Though Simon and Kirby left Captain America after only ten issues, their work together would continue to have an impact. While Simon served as the first editor of Timely Comics, the company that later became Marvel, he and Kirby also did work for competitor National Comics (later DC), creating characters such as the Sandman and the Newsboy Legion. After serving in World War II, Simon and Kirby would move on to other comic book genres, including horror comics, western comics, and romance comics, a genre they essentially invented with the publication of Young Romance in 1947. Their partnership came to a close in 1955, as the comic book industry began to crumble in the face of slumping sales and the moral panic about the effect of comics on juvenile delinquency incited by Fredric Wertham and his Seduction of the Innocent. Kirby stayed in comics, going on to collaborate famously with writer Stan Lee and create most of the early Marvel Comics heroes, while Simon moved on to commercial art, returning to the medium only periodically.

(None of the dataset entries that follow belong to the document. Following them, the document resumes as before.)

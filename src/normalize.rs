//! Per-view row normalization.
//!
//! Every fetched view passes through [`normalize_view`] before it replaces the
//! project's snapshot. The steps run in a fixed order: `Has_sequences` repair,
//! null-to-blank replacement, empty-column detection, date parsing and the
//! default sample-id sort.

use log::debug;

use crate::{
    collate::natural_cmp,
    data::{Row, Value, parse_wire_date},
    fields::{HAS_SEQUENCES_FIELD, SAMPLE_ID_FIELD, ViewField},
};

#[derive(Debug, Clone, PartialEq)]
pub struct NormalizedView {
    pub rows: Vec<Row>,
    pub empty_columns: Vec<String>,
}

pub fn normalize_view(
    mut rows: Vec<Row>,
    view_columns: &[String],
    fields: &[ViewField],
) -> NormalizedView {
    if view_columns.iter().any(|c| c == HAS_SEQUENCES_FIELD) {
        replace_has_sequences_blanks_with_false(&mut rows);
    }
    replace_nulls_with_blank(&mut rows);
    let empty_columns = empty_string_columns(&rows, view_columns);
    parse_date_columns(&mut rows, fields, view_columns);
    sort_by_sample_id(&mut rows);
    NormalizedView {
        rows,
        empty_columns,
    }
}

pub fn replace_has_sequences_blanks_with_false(rows: &mut [Row]) {
    for row in rows {
        if let Some(value) = row.get_mut(HAS_SEQUENCES_FIELD)
            && (value.is_null() || value.is_blank())
        {
            *value = Value::Boolean(false);
        }
    }
}

pub fn replace_nulls_with_blank(rows: &mut [Row]) {
    for row in rows {
        replace_nulls_in_row(row);
    }
}

fn replace_nulls_in_row(row: &mut Row) {
    for value in row.values_mut() {
        replace_nulls_in_value(value);
    }
}

fn replace_nulls_in_value(value: &mut Value) {
    match value {
        Value::Null => *value = Value::blank(),
        Value::Object(inner) => replace_nulls_in_row(inner),
        Value::Array(items) => items.iter_mut().for_each(replace_nulls_in_value),
        _ => {}
    }
}

/// Columns whose value is blank in every row. A row missing the column does
/// not count as blank.
pub fn empty_string_columns(rows: &[Row], columns: &[String]) -> Vec<String> {
    if rows.is_empty() {
        return Vec::new();
    }
    columns
        .iter()
        .filter(|column| {
            rows.iter()
                .all(|row| row.get(column.as_str()).is_some_and(Value::is_blank))
        })
        .cloned()
        .collect()
}

/// Converts date-typed cells of the given view columns into [`Value::Date`].
pub fn parse_date_columns(rows: &mut [Row], fields: &[ViewField], view_columns: &[String]) {
    let date_columns = fields
        .iter()
        .filter(|f| f.is_date() && view_columns.contains(&f.column_name))
        .map(|f| f.column_name.as_str())
        .collect::<Vec<_>>();
    if date_columns.is_empty() {
        return;
    }
    let mut failures = 0usize;
    for row in rows.iter_mut() {
        for column in &date_columns {
            let parsed = match row.get(*column) {
                Some(Value::String(raw)) if !raw.is_empty() => parse_wire_date(raw),
                _ => continue,
            };
            match parsed {
                Ok(parsed) => {
                    row.insert(column.to_string(), Value::Date(parsed));
                }
                Err(err) => {
                    failures += 1;
                    debug!("Leaving date cell in column '{column}' unparsed: {err}");
                }
            }
        }
    }
    if failures > 0 {
        debug!(
            "{failures} date cell(s) across {} column(s) could not be parsed",
            date_columns.len()
        );
    }
}

/// Stable natural sort by the sample id column, when rows carry one.
pub fn sort_by_sample_id(rows: &mut [Row]) {
    let has_ids = rows
        .first()
        .is_some_and(|row| row.contains_key(SAMPLE_ID_FIELD));
    if !has_ids {
        return;
    }
    rows.sort_by(|a, b| natural_cmp(&sample_id(a), &sample_id(b)));
}

fn sample_id(row: &Row) -> String {
    row.get(SAMPLE_ID_FIELD)
        .map(Value::as_display)
        .unwrap_or_default()
}
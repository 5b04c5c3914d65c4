//! Loader configuration: API endpoint, bearer token and HTTP timeouts.
//!
//! Values come from an optional YAML file and are then overridden by CLI flags
//! (which themselves may be fed from the environment).

use std::{fs::File, io::Read, path::Path};

use anyhow::{Context, Result, ensure};
use serde::{Deserialize, Serialize};

pub const TOKEN_ENV_VAR: &str = "COHORT_METADATA_TOKEN";
const DEFAULT_BASE_URL: &str = "http://localhost:5000";

#[derive(Debug, Clone, PartialEq, Eq, Serialize, Deserialize)]
#[serde(default, deny_unknown_fields)]
pub struct LoaderConfig {
    pub base_url: String,
    /// Bearer token; normally supplied through the environment instead.
    #[serde(skip_serializing_if = "Option::is_none")]
    pub token: Option<String>,
    pub connect_timeout_ms: u64,
    pub request_timeout_ms: u64,
}

impl Default for LoaderConfig {
    fn default() -> Self {
        Self {
            base_url: DEFAULT_BASE_URL.to_string(),
            token: None,
            connect_timeout_ms: 5_000,
            request_timeout_ms: 120_000,
        }
    }
}

impl LoaderConfig {
    pub fn load(path: &Path) -> Result<Self> {
        let mut file = File::open(path).with_context(|| format!("Opening config file {path:?}"))?;
        let mut raw = String::new();
        file.read_to_string(&mut raw)
            .with_context(|| format!("Reading config file {path:?}"))?;
        Self::from_yaml_str(&raw).with_context(|| format!("Parsing config file {path:?}"))
    }

    pub fn from_yaml_str(raw: &str) -> Result<Self> {
        if raw.trim().is_empty() {
            return Ok(Self::default());
        }
        let config: LoaderConfig = serde_yaml::from_str(raw)?;
        Ok(config)
    }

    /// Applies CLI overrides; `None` keeps the configured value.
    pub fn with_overrides(mut self, base_url: Option<&str>, token: Option<&str>) -> Self {
        if let Some(url) = base_url {
            self.base_url = url.to_string();
        }
        if let Some(token) = token {
            self.token = Some(token.to_string());
        }
        self
    }

    pub fn validate(&self) -> Result<()> {
        ensure!(!self.base_url.trim().is_empty(), "base_url must not be empty");
        ensure!(
            self.base_url.starts_with("http://") || self.base_url.starts_with("https://"),
            "base_url must start with http:// or https:// (got '{}')",
            self.base_url
        );
        ensure!(self.connect_timeout_ms > 0, "connect_timeout_ms must be positive");
        ensure!(self.request_timeout_ms > 0, "request_timeout_ms must be positive");
        Ok(())
    }

    pub fn require_token(&self) -> Result<&str> {
        self.token
            .as_deref()
            .filter(|t| !t.trim().is_empty())
            .with_context(|| format!("No bearer token configured; pass --token or set {TOKEN_ENV_VAR}"))
    }
}
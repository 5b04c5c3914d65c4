//! Typed failures surfaced by the metadata API and the schema loader.
//!
//! Every variant renders as a message fit to show an analyst; the engine
//! stores these strings in project state rather than propagating them.

use thiserror::Error;

pub(crate) const GENERIC_ERROR_MESSAGE: &str =
    "There was an error, please report this to an administrator.";

#[derive(Debug, Clone, Error, PartialEq, Eq)]
pub enum ApiError {
    #[error("There has been an error, please try reloading the page or logging in again.")]
    MissingToken,

    #[error("Your session has expired. Please refresh.")]
    TokenExpired,

    /// Non-success response; carries the server's first message when present.
    #[error("{message}")]
    Server { status: u16, message: String },

    #[error("There was an error, please report this to an administrator.")]
    Transport(String),

    #[error("An error occurred parsing project metadata")]
    Parse(String),
}

impl From<reqwest::Error> for ApiError {
    fn from(e: reqwest::Error) -> Self {
        ApiError::Transport(e.to_string())
    }
}

/// Which schema call failed.
#[derive(Debug, Clone, Copy, PartialEq, Eq)]
pub enum SchemaAspect {
    Fields,
    Views,
    Details,
    /// The schema task itself failed before reporting a result.
    Schema,
}

impl SchemaAspect {
    pub fn as_str(self) -> &'static str {
        match self {
            SchemaAspect::Fields => "fields",
            SchemaAspect::Views => "views",
            SchemaAspect::Details => "details",
            SchemaAspect::Schema => "schema",
        }
    }
}

#[derive(Debug, Clone, Error, PartialEq, Eq)]
#[error("Unable to load project {}: {source}", .aspect.as_str())]
pub struct SchemaError {
    pub aspect: SchemaAspect,
    #[source]
    pub source: ApiError,
}

impl SchemaError {
    pub fn new(aspect: SchemaAspect, source: ApiError) -> Self {
        Self { aspect, source }
    }
}

pub type ApiResult<T> = std::result::Result<T, ApiError>;
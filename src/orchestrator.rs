//! Request orchestration.
//!
//! [`next_command`] is the single place that decides what to fetch next: it
//! maps a completion [`Signal`] plus the current store contents to at most one
//! [`Command`]. [`MetadataEngine`] owns the store, runs commands as spawned
//! tasks and feeds their completions back, one at a time, over a channel.

use std::sync::Arc;

use log::{debug, warn};
use tokio::{
    sync::mpsc::{UnboundedReceiver, UnboundedSender, unbounded_channel},
    task::JoinError,
};

use crate::{
    api::MetadataApi,
    data::Row,
    error::{ApiError, ApiResult, SchemaAspect, SchemaError},
    loading::MetadataLoadingState,
    schema_loader::{ProjectSchema, load_schema},
    sequencer::fetch_view_rows,
    state::Epoch,
    store::ProjectMetadataStore,
};

#[derive(Debug, Clone, PartialEq, Eq)]
pub enum Signal {
    LoadRequested { project: String },
    SchemaCompleted { project: String },
    ViewCompleted { project: String, index: usize },
}

impl Signal {
    pub fn project(&self) -> &str {
        match self {
            Signal::LoadRequested { project }
            | Signal::SchemaCompleted { project }
            | Signal::ViewCompleted { project, .. } => project,
        }
    }
}

#[derive(Debug, Clone, PartialEq, Eq)]
pub enum Command {
    FetchSchema {
        project: String,
        epoch: Epoch,
    },
    FetchView {
        project: String,
        epoch: Epoch,
        index: usize,
        view_id: i64,
    },
}

pub fn next_command(store: &ProjectMetadataStore, signal: &Signal) -> Option<Command> {
    let project = signal.project();
    let state = store.project_metadata(project)?;
    match signal {
        Signal::LoadRequested { .. } => (state.loading_state()
            == MetadataLoadingState::FetchRequested)
            .then(|| Command::FetchSchema {
                project: project.to_string(),
                epoch: state.epoch(),
            }),
        Signal::SchemaCompleted { .. } | Signal::ViewCompleted { .. } => {
            if state.loading_state().is_error() {
                return None;
            }
            let index = state.view_to_fetch();
            let view_id = state.dispatchable_view(index)?;
            Some(Command::FetchView {
                project: project.to_string(),
                epoch: state.epoch(),
                index,
                view_id,
            })
        }
    }
}

/// A fetch task that panicked or was cancelled still completes, as a failure.
fn task_failure(project: &str, err: JoinError) -> ApiError {
    warn!("Fetch task for '{project}' did not finish: {err}");
    ApiError::Transport(err.to_string())
}

#[derive(Debug)]
enum Completion {
    Schema {
        project: String,
        epoch: Epoch,
        result: Result<ProjectSchema, SchemaError>,
    },
    View {
        project: String,
        epoch: Epoch,
        index: usize,
        result: ApiResult<Vec<Row>>,
    },
}

#[derive(Debug)]
pub struct MetadataEngine {
    api: Arc<dyn MetadataApi>,
    store: ProjectMetadataStore,
    completions_tx: UnboundedSender<Completion>,
    completions_rx: UnboundedReceiver<Completion>,
    in_flight: usize,
}

impl MetadataEngine {
    pub fn new(api: Arc<dyn MetadataApi>) -> Self {
        let (completions_tx, completions_rx) = unbounded_channel();
        Self {
            api,
            store: ProjectMetadataStore::new(),
            completions_tx,
            completions_rx,
            in_flight: 0,
        }
    }

    pub fn store(&self) -> &ProjectMetadataStore {
        &self.store
    }

    /// Number of fetches dispatched whose completion has not been processed.
    pub fn in_flight(&self) -> usize {
        self.in_flight
    }

    /// Requests a (re)load of a project. The schema fetch is dispatched before
    /// this returns. Returns `false` when the project was busy.
    ///
    /// Must be called from within a tokio runtime.
    pub fn request_load(&mut self, project: &str, token: &str) -> bool {
        if !self.store.request_load(project, token) {
            return false;
        }
        self.react(&Signal::LoadRequested {
            project: project.to_string(),
        });
        true
    }

    /// Waits for one completion, applies it and dispatches whatever follows.
    /// Returns the resulting signal, or `None` when nothing is in flight or the
    /// completion belonged to a superseded load cycle.
    pub async fn process_next(&mut self) -> Option<Signal> {
        if self.in_flight == 0 {
            return None;
        }
        let completion = self.completions_rx.recv().await?;
        self.in_flight -= 1;
        let signal = self.apply(completion)?;
        self.react(&signal);
        Some(signal)
    }

    pub async fn run_until_idle(&mut self) {
        while self.in_flight > 0 {
            self.process_next().await;
        }
    }

    /// Requests a load and drives every project until no fetch is in flight.
    pub async fn load(&mut self, project: &str, token: &str) -> MetadataLoadingState {
        self.request_load(project, token);
        self.run_until_idle().await;
        self.store.loading_state(project)
    }

    fn react(&mut self, signal: &Signal) {
        if let Some(command) = next_command(&self.store, signal) {
            self.dispatch(command);
        }
    }

    fn dispatch(&mut self, command: Command) {
        let token = self.store.token().unwrap_or_default().to_string();
        let api = Arc::clone(&self.api);
        let tx = self.completions_tx.clone();
        match command {
            Command::FetchSchema { project, epoch } => {
                let Some(state) = self.store.state_mut(&project) else {
                    return;
                };
                if !state.begin_schema_fetch(epoch) {
                    return;
                }
                debug!("Dispatching schema fetch for '{project}' (epoch {epoch})");
                self.in_flight += 1;
                let fetch = {
                    let project = project.clone();
                    tokio::spawn(async move { load_schema(api.as_ref(), &project, &token).await })
                };
                tokio::spawn(async move {
                    let result = fetch.await.unwrap_or_else(|err| {
                        Err(SchemaError::new(SchemaAspect::Schema, task_failure(&project, err)))
                    });
                    let _ = tx.send(Completion::Schema {
                        project,
                        epoch,
                        result,
                    });
                });
            }
            Command::FetchView {
                project,
                epoch,
                index,
                view_id,
            } => {
                let Some(state) = self.store.state_mut(&project) else {
                    return;
                };
                if !state.begin_view(epoch, index) {
                    return;
                }
                debug!("Dispatching view {index} (id {view_id}) for '{project}' (epoch {epoch})");
                self.in_flight += 1;
                let fetch = {
                    let project = project.clone();
                    tokio::spawn(
                        async move { fetch_view_rows(api.as_ref(), &project, view_id, &token).await },
                    )
                };
                tokio::spawn(async move {
                    let result = fetch
                        .await
                        .unwrap_or_else(|err| Err(task_failure(&project, err)));
                    let _ = tx.send(Completion::View {
                        project,
                        epoch,
                        index,
                        result,
                    });
                });
            }
        }
    }

    fn apply(&mut self, completion: Completion) -> Option<Signal> {
        match completion {
            Completion::Schema {
                project,
                epoch,
                result,
            } => {
                let state = self.store.state_mut(&project)?;
                let applied = match result {
                    Ok(schema) => state.apply_schema(epoch, schema),
                    Err(err) => state.fail_schema(epoch, &err),
                };
                applied.then_some(Signal::SchemaCompleted { project })
            }
            Completion::View {
                project,
                epoch,
                index,
                result,
            } => {
                let state = self.store.state_mut(&project)?;
                let applied = match result {
                    Ok(rows) => state.complete_view(epoch, index, rows),
                    Err(err) => state.fail_view(epoch, index, &err.to_string()),
                };
                applied.then_some(Signal::ViewCompleted { project, index })
            }
        }
    }
}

Yet Simon’s legacy in the comic book industry still resonates. He was one of the first people in the industry to fight for the rights of creators to own their work, at a time when the late Jerry Siegel and Joe Shuster gave up the rights to Superman for a paltry sum while its corporate owners made millions. It’s a battle that still rages on today, as comic book writers and artists on superhero projects continue to labor, un-unionized, under work-for-hire agreements that give the companies total control of any new characters they might dream up. Simon was also the one to give the first comic book writing opportunities to Stan Lee, by far the most recognizable face of the American comic book industry and one of the few surviving Golden Age greats. Joe Simon’s two biographies, The Comic Makers and the more recent Joe Simon: My Life in Comics, provide fascinating glimpses into the history of the industry and fantastic resources for scholars. He continued to participate in the comic book world well into his twilight years, attending conventions and granting interviews to scholars and journalists (particularly around the “Death of Captain America” storyline of 2007). He even lived to see last summer’s Captain America: The First Avenger, a movie set in the early 1940s of his own youth and modeled on his and Kirby’s original first issue, make millions at the box office.

In the spring of 2008, I attended the New York Comic-Con, still riding high from the completion of my 100-page undergrad senior thesis on “The Cultural Work of Captain America.” Wandering Artists Alley, where creators sit behind tables to chat with fans, sell their work, and sign comics, I spotted Joe Simon sitting quietly, his table somehow lacking a line of fans despite his stature in the industry. I remember shaking with nerves as I approached his table, holding out a recent Captain America comic for him to sign (his own work, sadly, being far too rare and expensive for me to own). As he wrote his name in big, blocky letters on my book, I thanked him for his contributions, and explained the work I’d done on my senior thesis. His handler had to repeat my words at a louder volume to compensate for the elderly man’s poor hearing, but Simon grinned broadly and shook my hand, thanking me for taking the time to analyze his work in that way. As a comic book fan and a budding comic book scholar, that moment remains seared in my memory, the high point of my fandom and my scholarship so far. I am immensely thankful that I had the opportunity to thank the person who inspired my academic work with his texts, and I regret that the next generation of comic book scholars will be deprived of that chance.

(1) Wright, Bradford W. Comic Book Nation: The Transformation of Youth Culture in America. Baltimore: Johns Hopkins University Press, 2001. p. 36.